Ali Enver Aliev (Ali Enver oğlu Aliyev; Али Энверович Алиев; born September 10, 1955) is a Crimean Tatar American physicist, research professor at the NanoTech Institute, and adjunct professor at Physics Department, The School of Natural Sciences and Mathematics, University of Texas at Dallas. In 2011 he was recognized an “Inventor of the year” by Time magazine His fields of current research interest are nanoscience and nanotechnologies, electrochromism and acoustics. He holds a number of invention patents from the United States Patent and Trademark Office (USPTO).

== Biography ==
Ali Aliev was born in Tashkent to a Crimean Tatar family; they had been forcibly exiled to the Uzbek SSR as special-settlers (official second-class citizens) along with most of the Crimean Tatar population in the Surgun of May 1944. Despite numerous hardships, in 1973 his father Enver became a Hero of Socialist Labour for cotton production, but subsequently faced reprimand from party leaders for endorsing a letter requesting right of return to Crimea and was only able to return to his homeland in 1990.

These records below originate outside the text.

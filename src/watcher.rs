//! File system watcher for watch mode

use notify::{Config, EventKind, RecommendedWatcher, RecursiveMode, Watcher};
use std::path::{Path, PathBuf};
use std::sync::mpsc::{channel, Receiver};
use std::time::Duration;

const DEBOUNCE_MS: u64 = 300;

/// Watches a file or directory for content file changes
pub struct ContentWatcher {
    _watcher: RecommendedWatcher,
    receiver: Receiver<notify::Result<notify::Event>>,
    /// File name suffixes that count as content
    patterns: Vec<String>,
}

fn is_create_or_modify(kind: &EventKind) -> bool {
    matches!(kind, EventKind::Create(_) | EventKind::Modify(_))
}

impl ContentWatcher {
    /// Start watching the given path (file or directory) for files ending in one of `patterns`
    pub fn watch(path: &Path, patterns: Vec<String>) -> notify::Result<Self> {
        let (tx, rx) = channel();
        let mut watcher = RecommendedWatcher::new(
            move |res| {
                let _ = tx.send(res);
            },
            Config::default().with_poll_interval(Duration::from_millis(DEBOUNCE_MS)),
        )?;

        if path.is_dir() {
            watcher.watch(path, RecursiveMode::Recursive)?;
        } else if let Some(parent) = path.parent() {
            let parent = if parent.as_os_str().is_empty() {
                Path::new(".")
            } else {
                parent
            };
            watcher.watch(parent, RecursiveMode::NonRecursive)?;
        }

        Ok(Self {
            _watcher: watcher,
            receiver: rx,
            patterns,
        })
    }

    /// Check if the path is a content file we care about
    pub fn is_content_file(&self, p: &Path) -> bool {
        matches_patterns(p, &self.patterns)
    }

    /// Collect content paths from an event
    fn paths_from_event(&self, event: &notify::Event) -> Vec<PathBuf> {
        if !is_create_or_modify(&event.kind) {
            return vec![];
        }
        event
            .paths
            .iter()
            .filter(|p| self.is_content_file(p))
            .cloned()
            .collect()
    }

    /// Wait for the next batch of changes (debounced). Blocks until at least one change, then drains for DEBOUNCE_MS.
    pub fn next_changes(&self) -> Vec<PathBuf> {
        let mut all = std::collections::BTreeSet::new();

        match self.receiver.recv_timeout(Duration::from_secs(3600)) {
            Ok(Ok(event)) => all.extend(self.paths_from_event(&event)),
            Ok(Err(_)) | Err(_) => return vec![],
        }

        std::thread::sleep(Duration::from_millis(DEBOUNCE_MS));
        while let Ok(ev) = self.receiver.try_recv() {
            if let Ok(event) = ev {
                all.extend(self.paths_from_event(&event));
            }
        }

        all.into_iter().collect()
    }
}

fn matches_patterns(p: &Path, patterns: &[String]) -> bool {
    let Some(name) = p.file_name().and_then(|n| n.to_str()) else {
        return false;
    };
    if p.components().any(|c| c.as_os_str() == "node_modules") {
        return false;
    }
    patterns.iter().any(|suffix| name.ends_with(suffix.as_str()))
}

In 1977 he graduated with honors from the Radio Engineering faculty of Kharkiv National University of Radio Electronics. 1984 he got his PhD in Molecular and Thermal Physics at the Uzbek Academy of Sciences. Thesis Title: "Study of the Fast Ionic Transport in rare-earth Fluorides". 1992 — Doctor of Science degree in physics (Solid State Physics), Heat Physics Department of Uzbek Academy of Sciences. Thesis Title: "Relaxation Phenomena in Superionic Conductors". From 1988 till 2004 he worked at Heat Physics Department of Uzbek Academy of Sciences. In 1992—2004 he was the Head of the Physical Acoustic Research Laboratory of the named department. Since 2004 Aliev has been research professor at Alan MacDiarmid Nanotech Institute at University of Texas at Dallas.

Ali Aliev is an author of more than 100 scientific articles and 13 patents in the field of nanoscience and nanotechnology, among them, for instance, a patent for a heat visibility cloak.

Aliev is married to Elvira Umerova; they have two daughters.

== Awards ==
- Inventor of the year 2011 by "Time" magazine.
- Nano 50 Award in the United States, 2006: Processes for Carbon Nanotube Yarn and Sheet Fabrication, University of Texas at Dallas.
- 2006 NanoVic Prize for Innovation in Nanotechnology from Nanotechnology Victoria, Australia.
- Science award in Physics, 2004: State award of Republic of Uzbekistan "For Development of Nanomaterials and Nanotechnology”, given by the Minister of Science and Technology Committee of the Republic of Uzbekistan.
- Grand Prize for the achievements in Science, 2001: Recipient of a medal “Glory” for the achievements in Science given by Uzbekistan government.
- Cited in Marquis book “Who’s Who in Science and Engineering” 8th (2005–2006) Edition, NJ.
- Fellowship award by Korean Government Program and Science&Technology Policy Institute (STEPI), 1999–2000.
- Prize (Medal and Diploma) for “Development and Design of Ultrasonic Drilling Machine” awarded on 26th International Salon in Geneva, 1998.
- Young Scientist Award of International Union of Radio Science (URSI), General Assembly, Kyoto, Japan, 1993.